I love Italian food – eating it, but most of all cooking it. To get me in the mood while writing my Italian-set The Echoes of Love, Italian was often on the menu at home. For me, cooking Italian doesn’t just mean throwing some dried fusilli pasta in a saucepan, but endeavouring to create meals that are as close to the authentic dishes as I can manage. And to achieve that I turn to three important books that are culinary bibles.
The Silver Spoon
From the blurb:
The Silver Spoon was the first English edition of the bestselling Italian cookbook of the last fifty years, Ilcucchiaiod’argento. With over 2,000 recipes, its simple style and authenticity has made it the definitive, bestselling book on Italian cooking, for both gourmets and beginners. Following its phenomenal success, this new updated and revised edition is illustrated with newly commissioned photography and includes new menus by celebrated Italian chefs.
The book was first published back in 1950, and the fact that it is still selling strongly today says everything: this is regarded as the culinary bible by Italians. As the Wall Street Journal put it, ‘It’s not so much one more Italian cookbook as the one-volume encyclopedia of Italian home cookery.’ I find the book wonderful, a real treasure trove of information – but I do think it’s for the more accomplished cook; there is no hand-holding here, and at times methods and ingredient quantities are a little vague.
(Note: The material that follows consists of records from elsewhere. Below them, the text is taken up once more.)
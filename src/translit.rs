//! Byte transliteration table with delete and squeeze modes.
//!
//! Sets are ASCII-oriented: literal bytes, `a-b` ranges, and the POSIX
//! classes `[:lower:]` and `[:upper:]`. The table is built once at parse
//! time and immutable afterwards; applying it is a single left-to-right
//! pass over the record buffer through one advancing write index, with no
//! auxiliary allocation.

use crate::error::PipelineError;
use crate::record::Record;

/// 256-entry byte map plus SET1 membership mask.
pub struct TranslitTable {
    map: [u8; 256],
    selected: [bool; 256],
    delete: bool,
    squeeze: bool,
}

impl TranslitTable {
    /// Build a table from SET1 and an optional SET2.
    ///
    /// - delete mode: SET1 membership marks bytes to drop; SET2 is unused.
    /// - `set2 == None`: identity map, so with squeeze this collapses runs
    ///   of SET1 members (`tr -s l`).
    /// - `set2` present but denoting no bytes: every selected byte maps to
    ///   the degenerate value 0. A corner case, but a defined one.
    /// - otherwise: SET1 members map positionally onto SET2's bytes
    ///   enumerated in ascending value order, padding with the last byte
    ///   when SET2 is shorter.
    pub fn build(
        set1: &str,
        set2: Option<&str>,
        delete: bool,
        squeeze: bool,
    ) -> Result<Self, PipelineError> {
        let selected = parse_set(set1)?;
        let mut map = [0u8; 256];
        for (i, slot) in map.iter_mut().enumerate() {
            *slot = i as u8;
        }
        let mut table = TranslitTable {
            map,
            selected,
            delete,
            squeeze,
        };
        if delete {
            return Ok(table);
        }
        if let Some(s2) = set2 {
            let sel2 = parse_set(s2)?;
            let mut seq: Vec<u8> = (0..=255u8).filter(|&c| sel2[c as usize]).collect();
            if seq.is_empty() {
                seq.push(0);
            }
            let mut k = 0;
            for c in 0..256 {
                if table.selected[c] {
                    table.map[c] = seq[k.min(seq.len() - 1)];
                    k += 1;
                }
            }
        }
        Ok(table)
    }

    /// Transform the record in place. Operates on the whole buffer,
    /// terminator included.
    pub fn apply(&self, record: &mut Record) {
        let len = {
            let buf = record.bytes_mut();
            let mut wp = 0;
            for rp in 0..buf.len() {
                let ch = buf[rp];
                if self.delete {
                    if self.selected[ch as usize] {
                        continue;
                    }
                    buf[wp] = ch;
                    wp += 1;
                } else {
                    let out = if self.selected[ch as usize] {
                        self.map[ch as usize]
                    } else {
                        ch
                    };
                    if self.squeeze && wp > 0 && buf[wp - 1] == out && self.selected[ch as usize] {
                        continue;
                    }
                    buf[wp] = out;
                    wp += 1;
                }
            }
            wp
        };
        record.truncate(len);
    }
}

/// Parse one SET into a 256-entry membership mask.
fn parse_set(spec: &str) -> Result<[bool; 256], PipelineError> {
    let bytes = spec.as_bytes();
    let mut sel = [false; 256];
    let mut i = 0;
    while i < bytes.len() {
        if bytes[i] == b'[' && i + 1 < bytes.len() && bytes[i + 1] == b':' {
            let rest = &spec[i + 2..];
            let Some(end) = rest.find(":]") else {
                return Err(PipelineError::parse("unterminated character class"));
            };
            match &rest[..end] {
                "lower" => {
                    for c in b'a'..=b'z' {
                        sel[c as usize] = true;
                    }
                }
                "upper" => {
                    for c in b'A'..=b'Z' {
                        sel[c as usize] = true;
                    }
                }
                name => {
                    return Err(PipelineError::parse(format!(
                        "unsupported character class [:{name}:]"
                    )));
                }
            }
            i += 2 + end + 2;
            continue;
        }
        if i + 2 < bytes.len() && bytes[i + 1] == b'-' {
            let (a, z) = (bytes[i], bytes[i + 2]);
            if a > z {
                return Err(PipelineError::parse(format!(
                    "decreasing range '{}-{}'",
                    a as char, z as char
                )));
            }
            for c in a..=z {
                sel[c as usize] = true;
            }
            i += 3;
            continue;
        }
        sel[bytes[i] as usize] = true;
        i += 1;
    }
    Ok(sel)
}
Science in the Kitchen and the Art of Eating Well
From the blurb:
First published in 1891, PelegrinoArtusi’s La scienza in cucina e el’arte di mangiar bene has come to be recognized as the most significant Italian cookbook of modern times. Not merely a popular cookbook, it is a landmark work in Italian culture.
I love this book because it is written with such passion with an edge, sometimes, of humour. He begins the book:
Cooking is a troublesome sprite. Often it may drive you to despair. Yet it is also very rewarding, for when you do succeed, or overcome a difficulty in doing so, you feel the satisfaction of great triumph.
This is a wonderful collection of around 800 regional recipes of yesteryear that sits beautifully on the modern dining table. Interestingly, the author self-published the book because he could not find a publisher willing to take the risk on it: one of history’s earliest independent publishing success stories!
The Essentials of Classic Italian Cooking
From the blurb:
Marcella Hazan is widely regarded as one of the greatest Italian cookery writers in the world and The Essentials of Classic Italian Cooking is her masterpiece, now reissued with a gorgeous new cover design. Aimed at cooks of every level, be they beginners of accomplished chefs, it is an accessible and comprehensive guide to authentic Italian cuisine and should find a place in the kitchen library of anyone who is passionate about good food.
So well-respected was Marcella Hazan for her food writing that she was given a knighthood by Italy’s president! She lived in New York, but kept a second home in Venice.
I rather like the authoritarian tone in the book. Marcella tells me what to do with firmness and confidence, I obediently follow orders, and the results are invariably delicious!